Authors: Gerald Seymour
His mother always left the front sitting room window ajar, so they'd know there was someone in the house. And he'd left the curtains drawn.
He sluiced the soap off his face. A fine sight he'd look, dark hair and therefore a dark beard and half of it scratched off and the other cheek set with bristles and alive. He pulled his dressing gown off the hook on the back of the door, slipped it on and tied the belt.
'Coming,'Johnny shouted.
There was an answering note. A high, clean call of thanks. No hurry.
A voice of the middle class, of the south. Johnny paused a moment on the stair in indecision, and then opened the front door. The morning light struck him and he blinked. The two men were in shadow, their features indistinct.

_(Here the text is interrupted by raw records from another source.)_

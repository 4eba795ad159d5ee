//! Threat-DNA exchange
//!
//! Peers share distilled knowledge as "threat DNA" bundles: high-confidence
//! semantic facts with all incident-specific detail already compressed away.
//! Exports land in `data/exports/threat_dna/`; bundles dropped into
//! `data/imports/threat_dna/` are merged on the next import pass with a
//! confidence discount, since a peer's evidence is not our evidence.

use std::path::PathBuf;

use chrono::Utc;
use serde::{Deserialize, Serialize};

use crate::types::MemoryError;

use super::semantic::{SemanticFact, SemanticStore};

/// Confidence multiplier applied to imported facts.
const IMPORT_DISCOUNT: f64 = 0.8;

/// A portable bundle of distilled facts.
#[derive(Debug, Clone, Serialize, Deserialize)]
pub struct ThreatDnaBundle {
    /// Identifier of the exporting node.
    pub origin: String,
    pub exported_at: chrono::DateTime<Utc>,
    pub facts: Vec<SemanticFact>,
}

/// Imports and exports threat-DNA bundles for one semantic store.
pub struct ThreatDnaExchange {
    export_dir: PathBuf,
    import_dir: PathBuf,
    node_name: String,
}

impl ThreatDnaExchange {
    pub fn new(export_dir: PathBuf, import_dir: PathBuf, node_name: impl Into<String>) -> Result<Self, MemoryError> {
        std::fs::create_dir_all(&export_dir)?;
        std::fs::create_dir_all(&import_dir)?;
        Ok(Self {
            export_dir,
            import_dir,
            node_name: node_name.into(),
        })
    }

    /// Export facts above the confidence floor as one bundle file. Returns
    /// the number of facts exported.
    pub fn export(
        &self,
        store: &SemanticStore,
        min_confidence: f64,
    ) -> Result<usize, MemoryError> {
        let facts: Vec<SemanticFact> = store
            .all_facts()
            .into_iter()
            .filter(|f| f.confidence >= min_confidence)
            .collect();

        if facts.is_empty() {
            return Ok(0);
        }

        let bundle = ThreatDnaBundle {
            origin: self.node_name.clone(),
            exported_at: Utc::now(),
            facts,
        };

        let filename = format!(
            "{}_{}.json",
            self.node_name,
            Utc::now().format("%Y%m%d_%H%M%S")
        );
        let count = bundle.facts.len();
        std::fs::write(
            self.export_dir.join(filename),
            serde_json::to_string_pretty(&bundle)?,
        )?;

        tracing::info!(count, "exported threat DNA bundle");
        Ok(count)
    }

    /// Import every bundle in the import directory into the store.
    ///
    /// Imported facts are re-keyed under the origin node so they never
    /// collide with locally learned facts, and their confidence is
    /// discounted. Returns the number of facts imported.
    pub fn import(&self, store: &SemanticStore) -> Result<usize, MemoryError> {
        let mut imported = 0;
        let entries = std::fs::read_dir(&self.import_dir)?;

        for entry in entries.flatten() {
            let path = entry.path();
            if !path.extension().is_some_and(|e| e == "json") {
                continue;
            }
            let raw = std::fs::read_to_string(&path)?;
            let bundle: ThreatDnaBundle = match serde_json::from_str(&raw) {
                Ok(bundle) => bundle,
                Err(e) => {
                    tracing::warn!(path = %path.display(), error = %e, "skipping malformed bundle");
                    continue;
                }
            };

            for fact in &bundle.facts {
                let peer_id = format!("peer_{}_{}", bundle.origin, fact.fact_id);
                store.store_fact(
                    &peer_id,
                    &fact.category,
                    &fact.content,
                    fact.confidence * IMPORT_DISCOUNT,
                )?;
                imported += 1;
            }
        }

        if imported > 0 {
            tracing::info!(imported, "imported threat DNA facts");
        }
        Ok(imported)
    }
}
//! Outcome scorer
//!
//! Converts an executed action's outcome into a 0-100 score with per-factor
//! attribution. The score is the learning signal that feeds tool confidence,
//! playbook updates, and shadow-run gating.

use std::collections::HashMap;

use chrono::{DateTime, Utc};
use parking_lot::Mutex;
use serde::{Deserialize, Serialize};

use crate::executor::Outcome;
use crate::types::{Environment, RiskLevel};

/// Category assigned to a scored outcome.
#[derive(Debug, Clone, Copy, PartialEq, Eq, Hash, Serialize, Deserialize)]
#[serde(rename_all = "snake_case")]
pub enum OutcomeCategory {
    Success,
    PartialSuccess,
    Failure,
    Timeout,
    Blocked,
    Escalated,
}

impl std::fmt::Display for OutcomeCategory {
    fn fmt(&self, f: &mut std::fmt::Formatter<'_>) -> std::fmt::Result {
        let s = match self {
            OutcomeCategory::Success => "success",
            OutcomeCategory::PartialSuccess => "partial_success",
            OutcomeCategory::Failure => "failure",
            OutcomeCategory::Timeout => "timeout",
            OutcomeCategory::Blocked => "blocked",
            OutcomeCategory::Escalated => "escalated",
        };
        write!(f, "{}", s)
    }
}

/// A scored outcome with factor attribution.
///
/// Invariant: `score` equals the sum of `factors` values, clamped to
/// [0, 100].
#[derive(Debug, Clone, Serialize, Deserialize)]
pub struct OutcomeScore {
    pub score: f64,
    pub category: OutcomeCategory,
    /// How confident the scorer is in this score, in [0, 1].
    pub confidence: f64,
    pub factors: HashMap<String, f64>,
    pub timestamp: DateTime<Utc>,
}

impl OutcomeScore {
    /// High scores are positive learning signals.
    pub fn is_positive(&self) -> bool {
        self.score >= 70.0
    }

    /// Only confident scores should drive learning updates.
    pub fn is_learning_signal(&self) -> bool {
        self.confidence >= 0.7
    }
}

/// Context the scorer uses beyond the raw outcome.
#[derive(Debug, Clone)]
pub struct ScoreContext {
    /// 1-based attempt number for this action.
    pub attempt_number: u32,
    pub risk_level: RiskLevel,
    pub environment: Environment,
    /// How many historical outcomes exist for this tool.
    pub historical_data_points: u32,
    /// Whether the tool is known to the registry.
    pub tool_known: bool,
}

impl Default for ScoreContext {
    fn default() -> Self {
        Self {
            attempt_number: 1,
            risk_level: RiskLevel::Medium,
            environment: Environment::Development,
            historical_data_points: 0,
            tool_known: false,
        }
    }
}

const WEIGHT_SUCCESS: f64 = 40.0;
const WEIGHT_SPEED: f64 = 20.0;
const WEIGHT_NO_SIDE_EFFECTS: f64 = 15.0;
const WEIGHT_FIRST_ATTEMPT: f64 = 15.0;

/// Scores action outcomes. Keeps a running baseline of successful execution
/// times so the speed factor adapts to the fleet.
pub struct OutcomeScorer {
    baseline: Mutex<Baseline>,
}

struct Baseline {
    avg_resolution_time_ms: f64,
    recent_success_times: Vec<u64>,
}

impl Default for OutcomeScorer {
    fn default() -> Self {
        Self::new()
    }
}

impl OutcomeScorer {
    pub fn new() -> Self {
        Self {
            baseline: Mutex::new(Baseline {
                avg_resolution_time_ms: 5000.0,
                recent_success_times: Vec::new(),
            }),
        }
    }

    /// Score an outcome. Scoring is a pure function of the outcome, the
    /// context, and the current baseline, so re-scoring the same outcome
    /// yields the same score.
    pub fn score(&self, outcome: &Outcome, context: &ScoreContext) -> OutcomeScore {
        let mut factors = HashMap::new();

        factors.insert(
            "success".to_string(),
            if outcome.success { WEIGHT_SUCCESS } else { 0.0 },
        );

        let speed = if outcome.execution_time_ms > 0 {
            let baseline = self.baseline.lock().avg_resolution_time_ms;
            let ratio = baseline / outcome.execution_time_ms.max(1) as f64;
            (WEIGHT_SPEED * ratio).min(WEIGHT_SPEED)
        } else {
            WEIGHT_SPEED * 0.5
        };
        factors.insert("speed".to_string(), speed);

        factors.insert(
            "no_side_effects".to_string(),
            if outcome.side_effects { 0.0 } else { WEIGHT_NO_SIDE_EFFECTS },
        );

        let first_attempt = if context.attempt_number == 1 && outcome.success {
            WEIGHT_FIRST_ATTEMPT
        } else {
            (WEIGHT_FIRST_ATTEMPT - f64::from(context.attempt_number.saturating_sub(1)) * 5.0)
                .max(0.0)
        };
        factors.insert("first_attempt".to_string(), first_attempt);

        let low_risk = match context.risk_level {
            RiskLevel::None => 10.0,
            RiskLevel::Low => 8.0,
            RiskLevel::Medium => 5.0,
            RiskLevel::High | RiskLevel::Critical => 2.0,
        };
        factors.insert("low_risk".to_string(), low_risk);

        let total: f64 = factors.values().sum();
        let total = total.clamp(0.0, 100.0);

        let category = if total >= 80.0 {
            OutcomeCategory::Success
        } else if total >= 50.0 {
            OutcomeCategory::PartialSuccess
        } else if outcome
            .error
            .as_deref()
            .is_some_and(|e| e.to_lowercase().contains("timeout"))
        {
            OutcomeCategory::Timeout
        } else {
            OutcomeCategory::Failure
        };

        let confidence = Self::score_confidence(outcome, context);

        tracing::debug!(score = total, category = %category, "scored outcome");

        OutcomeScore {
            score: total,
            category,
            confidence,
            factors,
            timestamp: Utc::now(),
        }
    }

    fn score_confidence(outcome: &Outcome, context: &ScoreContext) -> f64 {
        let mut confidence: f64 = 0.5;
        if context.historical_data_points > 10 {
            confidence += 0.2;
        }
        if outcome.success && !outcome.side_effects {
            confidence += 0.2;
        } else if !outcome.success && outcome.error.is_some() {
            confidence += 0.1;
        }
        if context.tool_known {
            confidence += 0.1;
        }
        confidence.min(1.0)
    }

    /// Fold a successful outcome into the speed baseline.
    ///
    /// The baseline is the mean of recent successful execution times,
    /// bounded to the last 100 samples.
    pub fn update_baseline(&self, outcome: &Outcome) {
        if !outcome.success || outcome.execution_time_ms == 0 {
            return;
        }
        let mut baseline = self.baseline.lock();
        baseline.recent_success_times.push(outcome.execution_time_ms);
        if baseline.recent_success_times.len() > 100 {
            baseline.recent_success_times.remove(0);
        }
        let sum: u64 = baseline.recent_success_times.iter().sum();
        baseline.avg_resolution_time_ms =
            sum as f64 / baseline.recent_success_times.len() as f64;
    }

    /// Current speed baseline in milliseconds.
    pub fn baseline_ms(&self) -> f64 {
        self.baseline.lock().avg_resolution_time_ms
    }
}

#[cfg(test)]
mod tests {
    use super::*;

    fn success_context() -> ScoreContext {
        ScoreContext {
            attempt_number: 1,
            risk_level: RiskLevel::Low,
            environment: Environment::Development,
            historical_data_points: 20,
            tool_known: true,
        }
    }

    #[test]
    fn fast_clean_success_scores_high() {
        let scorer = OutcomeScorer::new();
        let outcome = Outcome::success(100);
        let score = scorer.score(&outcome, &success_context());
        // 40 + 20 + 15 + 15 + 8 = 98
        assert_eq!(score.score, 98.0);
        assert_eq!(score.category, OutcomeCategory::Success);
        assert!(score.is_positive());
    }

    #[test]
    fn score_is_sum_of_factors_and_clamped() {
        let scorer = OutcomeScorer::new();
        let outcome = Outcome::success(1);
        let score = scorer.score(&outcome, &success_context());
        let sum: f64 = score.factors.values().sum();
        assert!((score.score - sum.clamp(0.0, 100.0)).abs() < 1e-9);
        assert!(score.score <= 100.0);
    }

    #[test]
    fn rescoring_is_idempotent() {
        let scorer = OutcomeScorer::new();
        let outcome = Outcome::success(250);
        let context = success_context();
        let first = scorer.score(&outcome, &context);
        let second = scorer.score(&outcome, &context);
        assert_eq!(first.score, second.score);
        assert_eq!(first.category, second.category);
    }

    #[test]
    fn timeout_error_categorized_as_timeout() {
        let scorer = OutcomeScorer::new();
        let mut outcome = Outcome::failure("operation timed out after 30s: Timeout");
        outcome.side_effects = true;
        outcome.execution_time_ms = 30_000;
        let context = ScoreContext {
            attempt_number: 3,
            risk_level: RiskLevel::High,
            ..ScoreContext::default()
        };
        let score = scorer.score(&outcome, &context);
        assert!(score.score < 50.0);
        assert_eq!(score.category, OutcomeCategory::Timeout);
    }

    #[test]
    fn failure_without_timeout_is_failure_category() {
        let scorer = OutcomeScorer::new();
        let mut outcome = Outcome::failure("permission denied");
        outcome.side_effects = true;
        outcome.execution_time_ms = 100_000;
        let context = ScoreContext {
            attempt_number: 4,
            risk_level: RiskLevel::High,
            ..ScoreContext::default()
        };
        let score = scorer.score(&outcome, &context);
        assert_eq!(score.category, OutcomeCategory::Failure);
    }

    #[test]
    fn later_attempts_lose_first_attempt_points() {
        let scorer = OutcomeScorer::new();
        let outcome = Outcome::success(100);
        let mut context = success_context();

        context.attempt_number = 2;
        let second = scorer.score(&outcome, &context);
        assert_eq!(second.factors["first_attempt"], 10.0);

        context.attempt_number = 5;
        let fifth = scorer.score(&outcome, &context);
        assert_eq!(fifth.factors["first_attempt"], 0.0);
    }

    #[test]
    fn unknown_duration_gets_half_speed_credit() {
        let scorer = OutcomeScorer::new();
        let outcome = Outcome {
            success: true,
            execution_time_ms: 0,
            ..Outcome::default()
        };
        let score = scorer.score(&outcome, &success_context());
        assert_eq!(score.factors["speed"], 10.0);
    }

    #[test]
    fn baseline_tracks_mean_of_recent_successes() {
        let scorer = OutcomeScorer::new();
        scorer.update_baseline(&Outcome::success(1000));
        scorer.update_baseline(&Outcome::success(3000));
        assert_eq!(scorer.baseline_ms(), 2000.0);

        // Failures do not move the baseline.
        scorer.update_baseline(&Outcome::failure("nope"));
        assert_eq!(scorer.baseline_ms(), 2000.0);
    }

    #[test]
    fn confidence_increases_with_evidence() {
        let scorer = OutcomeScorer::new();
        let outcome = Outcome::success(100);

        let sparse = scorer.score(&outcome, &ScoreContext::default());
        let rich = scorer.score(&outcome, &success_context());
        assert!(rich.confidence > sparse.confidence);
        assert!(rich.confidence <= 1.0);
        assert!(rich.is_learning_signal());
    }
}
//! Learning loop
//!
//! The self-evolving layer: playbooks capture proven fixes, the outcome
//! intelligence engine turns verification results into confidence updates,
//! the policy learner suppresses noisy signals, and the orchestrator wires
//! the whole cycle so model usage drops over time.

mod intelligence;
mod orchestrator;
mod playbooks;
mod policy_learner;

pub use intelligence::{FixOutcome, FixSource, LlmReductionMetrics, OutcomeIntelligenceEngine};
pub use orchestrator::{
    FixDecision, IntelligenceReport, LearningLoopOrchestrator, LearningLoopResult, MaturityReport,
};
pub use playbooks::{
    ContextConstraints, FixPlaybook, FixStrategy, PlaybookApprovalPolicy, PlaybookEngine,
    PlaybookMatch, PlaybookRoute, PlaybookSource, PlaybookStats, SuccessMetrics,
};
pub use policy_learner::{NoiseStats, PolicyLearner, SignalPattern, SignalValue};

'Mr Donoghue? Mr John Donoghue?' The older man spoke. Police?
Army? London, anyway.
'That's me.'
'I'm Harry Smithson.'
'My name's Pierce.'
'Can we come in?' Smithson asked. Not happy at having to ask, not happy on the pavement.
' It depends what you want.'
Smithson looked around him, the automatic response. The glance over each shoulder as if in Cherry Road there might be a listener or an eavesdropper. His voice dropped. 'We were sent from London to see you, Mr Donoghue. It's a government matter.'
'Who sent you ? What do they want ?'
'It would be better inside . . . it's not trouble, Mr Donoghue, nothing like that.' Pierce seemed the same age as Johnny and better equipped to communicate.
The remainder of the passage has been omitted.